DIRECTIONS: Each line below is to be set down again exactly.

DATA PROVIDED:
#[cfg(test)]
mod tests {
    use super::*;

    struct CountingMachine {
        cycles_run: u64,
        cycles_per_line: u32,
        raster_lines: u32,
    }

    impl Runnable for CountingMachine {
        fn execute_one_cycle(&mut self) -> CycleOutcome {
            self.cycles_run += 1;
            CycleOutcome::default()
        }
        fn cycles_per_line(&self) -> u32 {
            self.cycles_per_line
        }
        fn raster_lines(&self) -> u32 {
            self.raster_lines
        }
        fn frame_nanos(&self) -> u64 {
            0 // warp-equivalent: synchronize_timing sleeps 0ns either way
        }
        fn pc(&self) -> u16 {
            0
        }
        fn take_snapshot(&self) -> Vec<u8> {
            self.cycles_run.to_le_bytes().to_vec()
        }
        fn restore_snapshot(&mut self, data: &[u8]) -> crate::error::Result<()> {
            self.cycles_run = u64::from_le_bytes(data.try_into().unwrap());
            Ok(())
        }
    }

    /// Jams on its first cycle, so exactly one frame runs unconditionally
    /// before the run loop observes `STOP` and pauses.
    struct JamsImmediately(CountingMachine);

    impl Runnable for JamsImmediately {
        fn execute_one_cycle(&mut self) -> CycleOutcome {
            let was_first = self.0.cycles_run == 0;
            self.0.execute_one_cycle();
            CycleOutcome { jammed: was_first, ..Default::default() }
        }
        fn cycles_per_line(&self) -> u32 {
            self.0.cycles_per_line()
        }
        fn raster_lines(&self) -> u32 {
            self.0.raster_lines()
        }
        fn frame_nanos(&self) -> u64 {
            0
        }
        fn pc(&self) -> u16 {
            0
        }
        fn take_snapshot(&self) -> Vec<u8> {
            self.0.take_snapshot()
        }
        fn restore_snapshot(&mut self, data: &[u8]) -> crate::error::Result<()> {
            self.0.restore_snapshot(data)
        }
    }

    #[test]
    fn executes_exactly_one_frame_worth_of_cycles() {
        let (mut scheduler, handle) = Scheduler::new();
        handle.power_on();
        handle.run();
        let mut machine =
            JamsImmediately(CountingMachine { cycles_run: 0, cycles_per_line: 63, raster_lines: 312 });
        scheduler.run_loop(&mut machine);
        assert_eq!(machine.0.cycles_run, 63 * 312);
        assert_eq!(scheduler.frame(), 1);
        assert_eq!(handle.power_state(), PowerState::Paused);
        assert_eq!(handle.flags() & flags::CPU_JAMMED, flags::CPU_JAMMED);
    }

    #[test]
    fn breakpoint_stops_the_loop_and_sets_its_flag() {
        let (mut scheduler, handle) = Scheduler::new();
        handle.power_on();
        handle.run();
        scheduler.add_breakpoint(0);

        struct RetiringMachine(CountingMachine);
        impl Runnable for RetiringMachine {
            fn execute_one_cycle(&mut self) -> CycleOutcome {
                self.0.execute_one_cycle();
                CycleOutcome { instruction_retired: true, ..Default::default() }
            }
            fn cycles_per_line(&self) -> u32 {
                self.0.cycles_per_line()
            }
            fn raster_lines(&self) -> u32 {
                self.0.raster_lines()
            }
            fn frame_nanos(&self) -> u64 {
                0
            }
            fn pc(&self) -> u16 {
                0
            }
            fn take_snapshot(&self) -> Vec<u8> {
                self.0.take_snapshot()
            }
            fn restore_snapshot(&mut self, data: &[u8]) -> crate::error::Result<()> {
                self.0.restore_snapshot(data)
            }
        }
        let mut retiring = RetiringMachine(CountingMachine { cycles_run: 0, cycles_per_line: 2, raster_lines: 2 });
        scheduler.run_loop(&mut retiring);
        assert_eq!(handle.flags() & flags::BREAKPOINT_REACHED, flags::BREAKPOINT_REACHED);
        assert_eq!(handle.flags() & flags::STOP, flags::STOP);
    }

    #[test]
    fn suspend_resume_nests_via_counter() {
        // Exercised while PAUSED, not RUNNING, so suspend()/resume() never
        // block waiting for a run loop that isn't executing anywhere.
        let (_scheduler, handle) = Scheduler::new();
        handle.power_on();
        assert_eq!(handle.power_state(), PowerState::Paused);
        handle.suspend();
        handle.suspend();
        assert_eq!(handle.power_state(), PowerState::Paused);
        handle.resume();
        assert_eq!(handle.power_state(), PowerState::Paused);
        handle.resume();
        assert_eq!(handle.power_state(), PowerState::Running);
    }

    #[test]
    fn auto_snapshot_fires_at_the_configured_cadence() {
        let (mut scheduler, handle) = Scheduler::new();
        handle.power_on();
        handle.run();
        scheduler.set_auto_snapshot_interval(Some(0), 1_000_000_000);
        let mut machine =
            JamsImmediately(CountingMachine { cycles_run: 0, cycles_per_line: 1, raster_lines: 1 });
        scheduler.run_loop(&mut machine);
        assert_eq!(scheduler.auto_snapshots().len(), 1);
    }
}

SOLUTION TO THIS EXERCISE:
#[cfg(test)]
mod tests {
    use super::*;

    struct CountingMachine {
        cycles_run: u64,
        cycles_per_line: u32,
        raster_lines: u32,
    }

    impl Runnable for CountingMachine {
        fn execute_one_cycle(&mut self) -> CycleOutcome {
            self.cycles_run += 1;
            CycleOutcome::default()
        }
        fn cycles_per_line(&self) -> u32 {
            self.cycles_per_line
        }
        fn raster_lines(&self) -> u32 {
            self.raster_lines
        }
        fn frame_nanos(&self) -> u64 {
            0 // warp-equivalent: synchronize_timing sleeps 0ns either way
        }
        fn pc(&self) -> u16 {
            0
        }
        fn take_snapshot(&self) -> Vec<u8> {
            self.cycles_run.to_le_bytes().to_vec()
        }
        fn restore_snapshot(&mut self, data: &[u8]) -> crate::error::Result<()> {
            self.cycles_run = u64::from_le_bytes(data.try_into().unwrap());
            Ok(())
        }
    }

    /// Jams on its first cycle, so exactly one frame runs unconditionally
    /// before the run loop observes `STOP` and pauses.
    struct JamsImmediately(CountingMachine);

    impl Runnable for JamsImmediately {
        fn execute_one_cycle(&mut self) -> CycleOutcome {
            let was_first = self.0.cycles_run == 0;
            self.0.execute_one_cycle();
            CycleOutcome { jammed: was_first, ..Default::default() }
        }
        fn cycles_per_line(&self) -> u32 {
            self.0.cycles_per_line()
        }
        fn raster_lines(&self) -> u32 {
            self.0.raster_lines()
        }
        fn frame_nanos(&self) -> u64 {
            0
        }
        fn pc(&self) -> u16 {
            0
        }
        fn take_snapshot(&self) -> Vec<u8> {
            self.0.take_snapshot()
        }
        fn restore_snapshot(&mut self, data: &[u8]) -> crate::error::Result<()> {
            self.0.restore_snapshot(data)
        }
    }

    #[test]
    fn executes_exactly_one_frame_worth_of_cycles() {
        let (mut scheduler, handle) = Scheduler::new();
        handle.power_on();
        handle.run();
        let mut machine =
            JamsImmediately(CountingMachine { cycles_run: 0, cycles_per_line: 63, raster_lines: 312 });
        scheduler.run_loop(&mut machine);
        assert_eq!(machine.0.cycles_run, 63 * 312);
        assert_eq!(scheduler.frame(), 1);
        assert_eq!(handle.power_state(), PowerState::Paused);
        assert_eq!(handle.flags() & flags::CPU_JAMMED, flags::CPU_JAMMED);
    }

    #[test]
    fn breakpoint_stops_the_loop_and_sets_its_flag() {
        let (mut scheduler, handle) = Scheduler::new();
        handle.power_on();
        handle.run();
        scheduler.add_breakpoint(0);

        struct RetiringMachine(CountingMachine);
        impl Runnable for RetiringMachine {
            fn execute_one_cycle(&mut self) -> CycleOutcome {
                self.0.execute_one_cycle();
                CycleOutcome { instruction_retired: true, ..Default::default() }
            }
            fn cycles_per_line(&self) -> u32 {
                self.0.cycles_per_line()
            }
            fn raster_lines(&self) -> u32 {
                self.0.raster_lines()
            }
            fn frame_nanos(&self) -> u64 {
                0
            }
            fn pc(&self) -> u16 {
                0
            }
            fn take_snapshot(&self) -> Vec<u8> {
                self.0.take_snapshot()
            }
            fn restore_snapshot(&mut self, data: &[u8]) -> crate::error::Result<()> {
                self.0.restore_snapshot(data)
            }
        }
        let mut retiring = RetiringMachine(CountingMachine { cycles_run: 0, cycles_per_line: 2, raster_lines: 2 });
        scheduler.run_loop(&mut retiring);
        assert_eq!(handle.flags() & flags::BREAKPOINT_REACHED, flags::BREAKPOINT_REACHED);
        assert_eq!(handle.flags() & flags::STOP, flags::STOP);
    }

    #[test]
    fn suspend_resume_nests_via_counter() {
        // Exercised while PAUSED, not RUNNING, so suspend()/resume() never
        // block waiting for a run loop that isn't executing anywhere.
        let (_scheduler, handle) = Scheduler::new();
        handle.power_on();
        assert_eq!(handle.power_state(), PowerState::Paused);
        handle.suspend();
        handle.suspend();
        assert_eq!(handle.power_state(), PowerState::Paused);
        handle.resume();
        assert_eq!(handle.power_state(), PowerState::Paused);
        handle.resume();
        assert_eq!(handle.power_state(), PowerState::Running);
    }

    #[test]
    fn auto_snapshot_fires_at_the_configured_cadence() {
        let (mut scheduler, handle) = Scheduler::new();
        handle.power_on();
        handle.run();
        scheduler.set_auto_snapshot_interval(Some(0), 1_000_000_000);
        let mut machine =
            JamsImmediately(CountingMachine { cycles_run: 0, cycles_per_line: 1, raster_lines: 1 });
        scheduler.run_loop(&mut machine);
        assert_eq!(scheduler.auto_snapshots().len(), 1);
    }
}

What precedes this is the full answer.